St. Vincent de Paul is not the lone struggling parish in the neighborhood that surrounds Nationals Park. Earlier this year, St. Matthew’s Baptist Church was torn down to make way for condominiums. One pile of rubble 15 feet high lies next to two piles of six to eight feet and two mustard-yellow Komatsu tractors on a parcel of land that sits 500 to 600 paces from Nationals Park. One parishioner at St. Vincent de Paul said there were rumors that the parish might be closed.
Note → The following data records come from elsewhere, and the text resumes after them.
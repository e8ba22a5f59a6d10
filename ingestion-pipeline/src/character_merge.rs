//! Character merge engine (spec.md §4.B). Operates only for `media_type =
//! novel`. Identity resolution and the alias/fact/description merge rules
//! are pure functions over `Character`/`CharacterUpdate` values; `apply_updates`
//! is the thin persistence shim that performs the insert-or-select-then-update
//! dance against `common::storage`, generalized from the teacher's
//! `KnowledgeEntity` upsert idiom (`common/src/storage/types/knowledge_entity.rs`)
//! from key-based entity identity to name/alias-based character identity.

use std::collections::HashSet;

use common::{
    error::AppError,
    storage::{
        db::SurrealDbClient,
        types::character::{Character, CharacterFact},
    },
};
use tracing::debug;
use unicode_normalization::UnicodeNormalization;

use crate::schema::{is_boilerplate_description, CharacterUpdate};

/// Unicode NFKC -> lowercase -> strip -> collapse internal whitespace -> drop
/// quotes/punctuation except apostrophe and hyphen (spec.md §4.B "Normalization").
pub fn normalize_name(s: &str) -> String {
    let nfkc: String = s.nfkc().collect();
    let lowered = nfkc.to_lowercase();
    let cleaned: String = lowered
        .chars()
        .filter(|c| c.is_alphanumeric() || c.is_whitespace() || *c == '\'' || *c == '-')
        .collect();
    cleaned.split_whitespace().collect::<Vec<_>>().join(" ")
}

/// First existing character whose canonical name or any alias normalizes
/// into the update's search set; scan order is the caller's slice order
/// (spec.md §4.B "Identity resolution" — "first match wins, scan order is
/// insertion order of C").
pub fn resolve<'a>(characters: &'a [Character], update: &CharacterUpdate) -> Option<&'a Character> {
    let search: HashSet<String> = std::iter::once(normalize_name(&update.name))
        .chain(update.aliases.iter().map(|a| normalize_name(a)))
        .collect();

    characters.iter().find(|c| {
        search.contains(&normalize_name(&c.name))
            || c.aliases.iter().any(|a| search.contains(&normalize_name(a)))
    })
}

/// Union of `existing`'s aliases with the incoming name/aliases, deduplicated
/// by normalized form (first-seen original casing wins), with the existing
/// character's canonical name excluded (spec.md §4.B "Aliases").
pub fn merge_aliases(existing: &Character, incoming_name: &str, incoming_aliases: &[String]) -> Vec<String> {
    let canonical_norm = normalize_name(&existing.name);
    let mut seen = HashSet::new();
    let mut out = Vec::new();

    let candidates = existing
        .aliases
        .iter()
        .cloned()
        .chain(std::iter::once(incoming_name.to_string()))
        .chain(incoming_aliases.iter().cloned());

    for candidate in candidates {
        let norm = normalize_name(&candidate);
        if norm.is_empty() || norm == canonical_norm {
            continue;
        }
        if seen.insert(norm) {
            out.push(candidate);
        }
    }

    out
}

/// Cleans a brand-new character's alias list: canonical name removed,
/// normalized-form deduplicated (spec.md §4.B "Insert path").
pub fn clean_new_aliases(name: &str, aliases: &[String]) -> Vec<String> {
    let canonical_norm = normalize_name(name);
    let mut seen = HashSet::new();
    let mut out = Vec::new();

    for alias in aliases {
        let norm = normalize_name(alias);
        if norm.is_empty() || norm == canonical_norm {
            continue;
        }
        if seen.insert(norm) {
            out.push(alias.clone());
        }
    }

    out
}

fn normalize_fact_text(s: &str) -> String {
    s.nfkc().collect::<String>().to_lowercase().trim().to_string()
}

/// Stamps facts missing a chapter/segment with the current segment number
/// and a `source = "segment_{N}"` tag, then concatenates with `existing`,
/// deduplicating by `(norm(fact_text), chapter)` — two facts with the same
/// text and the same explicit `chapter` reference (or both lacking one) are
/// the same fact restated; `segment` is provenance only and does not by
/// itself distinguish two occurrences of the same fact text (see DESIGN.md
/// for the worked example this resolves: the same fact re-emitted a segment
/// later must not duplicate).
pub fn merge_facts(
    existing: &[CharacterFact],
    new_facts: &[CharacterFact],
    current_segment: i64,
) -> Vec<CharacterFact> {
    let mut seen: HashSet<(String, Option<i64>)> = HashSet::new();
    let mut out = Vec::new();

    for fact in existing {
        let key = (normalize_fact_text(&fact.fact), fact.chapter);
        if seen.insert(key) {
            out.push(fact.clone());
        }
    }

    for fact in new_facts {
        let mut stamped = fact.clone();
        if stamped.chapter.is_none() && stamped.segment.is_none() {
            stamped.segment = Some(current_segment);
        }
        stamped.source = format!("segment_{current_segment}");

        let key = (normalize_fact_text(&stamped.fact), stamped.chapter);
        if seen.insert(key) {
            out.push(stamped);
        }
    }

    out
}

/// spec.md §4.B "Description": replaced only if the incoming one is
/// non-empty AND (existing is empty OR existing is boilerplate OR the new
/// one is both >50 chars and >1.5x the existing length).
pub fn merge_description(existing: &str, incoming: Option<&str>) -> Option<String> {
    let incoming = incoming.map(str::trim).filter(|s| !s.is_empty())?;
    let existing_trim = existing.trim();

    let should_replace = existing_trim.is_empty()
        || is_boilerplate_description(existing_trim)
        || (incoming.chars().count() > 50
            && incoming.chars().count() as f64 > 1.5 * existing_trim.chars().count() as f64);

    should_replace.then(|| incoming.to_string())
}

#[derive(Debug, Default, Clone, Copy, serde::Serialize)]
pub struct CharacterMergeStats {
    pub inserted: u32,
    pub updated: u32,
    pub skipped: u32,
}

/// Applies every `character_updates` entry from one job's model output
/// against the work's character set, handling the insert-vs-merge decision
/// and the duplicate-key race (spec.md §4.B "Concurrency hazard", §7 error
/// kind 5) with a bounded retry.
pub async fn apply_updates(
    work_id: &str,
    updates: &[CharacterUpdate],
    segment_number: i64,
    model_version: &str,
    db: &SurrealDbClient,
) -> Result<CharacterMergeStats, AppError> {
    let mut characters = Character::list_for_work(work_id, db).await?;
    let mut stats = CharacterMergeStats::default();

    for update in updates {
        if update.name.trim().is_empty() {
            stats.skipped = stats.skipped.saturating_add(1);
            continue;
        }

        match resolve(&characters, update) {
            Some(existing) => {
                let merged = merge_into(existing.clone(), update, segment_number, model_version);
                let saved = merged.save(db).await?;
                replace_in_snapshot(&mut characters, saved);
                stats.updated = stats.updated.saturating_add(1);
            }
            None => {
                let outcome =
                    insert_with_retry(work_id, update, segment_number, model_version, db).await?;
                match outcome {
                    InsertOutcome::Inserted(character) => {
                        characters.push(character);
                        stats.inserted = stats.inserted.saturating_add(1);
                    }
                    InsertOutcome::MergedInstead(character) => {
                        replace_in_snapshot(&mut characters, character);
                        stats.updated = stats.updated.saturating_add(1);
                    }
                }
            }
        }
    }

    Ok(stats)
}

fn replace_in_snapshot(characters: &mut [Character], updated: Character) {
    if let Some(slot) = characters.iter_mut().find(|c| c.id == updated.id) {
        *slot = updated;
    }
}

fn merge_into(
    existing: Character,
    update: &CharacterUpdate,
    segment_number: i64,
    model_version: &str,
) -> Character {
    let mut merged = existing;
    merged.aliases = merge_aliases(&merged, &update.name, &update.aliases);
    merged.character_facts =
        merge_facts(&merged.character_facts, &update.character_facts, segment_number);
    if let Some(description) = merge_description(&merged.description, update.description.as_deref()) {
        merged.description = description;
    }
    merged.model_version = model_version.to_string();
    merged.updated_at = chrono::Utc::now();
    merged
}

enum InsertOutcome {
    Inserted(Character),
    MergedInstead(Character),
}

const MAX_UPSERT_RACE_RETRIES: u32 = 3;

async fn insert_with_retry(
    work_id: &str,
    update: &CharacterUpdate,
    segment_number: i64,
    model_version: &str,
    db: &SurrealDbClient,
) -> Result<InsertOutcome, AppError> {
    let normalized_lower = normalize_name(&update.name);

    for attempt in 0..MAX_UPSERT_RACE_RETRIES {
        let candidate = build_insert_candidate(work_id, update, segment_number, model_version);
        if let Some(inserted) = candidate.try_insert(db).await? {
            return Ok(InsertOutcome::Inserted(inserted));
        }

        debug!(
            work_id,
            name = %update.name,
            attempt,
            "character upsert race detected; re-reading and merging"
        );

        if let Some(existing) =
            Character::find_by_work_and_lower_name(work_id, &normalized_lower, db).await?
        {
            let merged = merge_into(existing, update, segment_number, model_version);
            let saved = merged.save(db).await?;
            return Ok(InsertOutcome::MergedInstead(saved));
        }
    }

    Err(AppError::InternalError(format!(
        "character upsert race for '{}' exceeded {MAX_UPSERT_RACE_RETRIES} retries",
        update.name
    )))
}

fn build_insert_candidate(
    work_id: &str,
    update: &CharacterUpdate,
    segment_number: i64,
    model_version: &str,
) -> Character {
    let now = chrono::Utc::now();
    let aliases = clean_new_aliases(&update.name, &update.aliases);
    let facts = merge_facts(&[], &update.character_facts, segment_number);
    let description = update
        .description
        .as_deref()
        .map(str::trim)
        .filter(|d| !d.is_empty() && !is_boilerplate_description(d))
        .unwrap_or("")
        .to_string();

    Character {
        id: uuid::Uuid::new_v4().to_string(),
        created_at: now,
        updated_at: now,
        work_id: work_id.to_string(),
        name: update.name.clone(),
        aliases,
        character_facts: facts,
        description,
        model_version: model_version.to_string(),
    }
}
In this gritty environment, the creation of the Nats Mass provides fresh hope that affluent baseball fans can help revivify the parish. WUSA9, the local CBS affiliate, plans to air a two- or two-and-a-half minute segment on Nats Mass Wednesday or Friday, according to Matt Hall, the executive producer of sports at the station.

Spreading the word about the Nats Mass even more may help. Patricia Espinoza said that despite being a parishioner at St. Dominic’s, a parish less than a mile away from St. Vincent de Paul, she had not heard of the Mass until her friend Madonna McGovern told her about it. McGovern said she struggled to learn more about the Mass online; it was only after she put in three different search terms—“Nationals” “Washington archdiocese” “Mass”that the resident of Alexandria, Va., learned the time and place of the Mass.

Now that McGovern came and saw the Mass for herself, the Nationals season-ticket holder said she would be an evangelist for NatsMass. “I’m contacting all the Catholics I know,” McGovern said with a smile.

Mark Stricherz is based in Washington. He is author of Why the Democrats are Blue.